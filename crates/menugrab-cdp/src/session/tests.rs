use super::core::PageSession;

#[test]
fn test_quad_center() {
    let quad = vec![0.0, 0.0, 100.0, 0.0, 100.0, 100.0, 0.0, 100.0];
    let (x, y) = PageSession::quad_center(&quad);
    assert_eq!(x, 50.0);
    assert_eq!(y, 50.0);
}

#[test]
fn test_quad_center_short_quad() {
    let (x, y) = PageSession::quad_center(&[1.0, 2.0]);
    assert_eq!((x, y), (0.0, 0.0));
}

#[test]
fn test_attr_from_pairs() {
    let pairs = vec![
        "class".to_string(),
        "styles__ToggleContainer-abc".to_string(),
        "aria-labelledby".to_string(),
        "optionList_123".to_string(),
    ];
    assert_eq!(
        PageSession::attr_from_pairs(&pairs, "aria-labelledby").as_deref(),
        Some("optionList_123")
    );
    assert_eq!(PageSession::attr_from_pairs(&pairs, "id"), None);
}

#[test]
fn test_attr_from_pairs_odd_list() {
    // A trailing name with no value must not panic or match
    let pairs = vec!["role".to_string()];
    assert_eq!(PageSession::attr_from_pairs(&pairs, "role"), None);
}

☆ ☆ ☆

WHAT YOU ARE ASKED TO DO
Lines of the material that contain the word "aria" are to be gathered.

ANSWER SPACE
        "aria-labelledby".to_string(),
        PageSession::attr_from_pairs(&pairs, "aria-labelledby").as_deref(),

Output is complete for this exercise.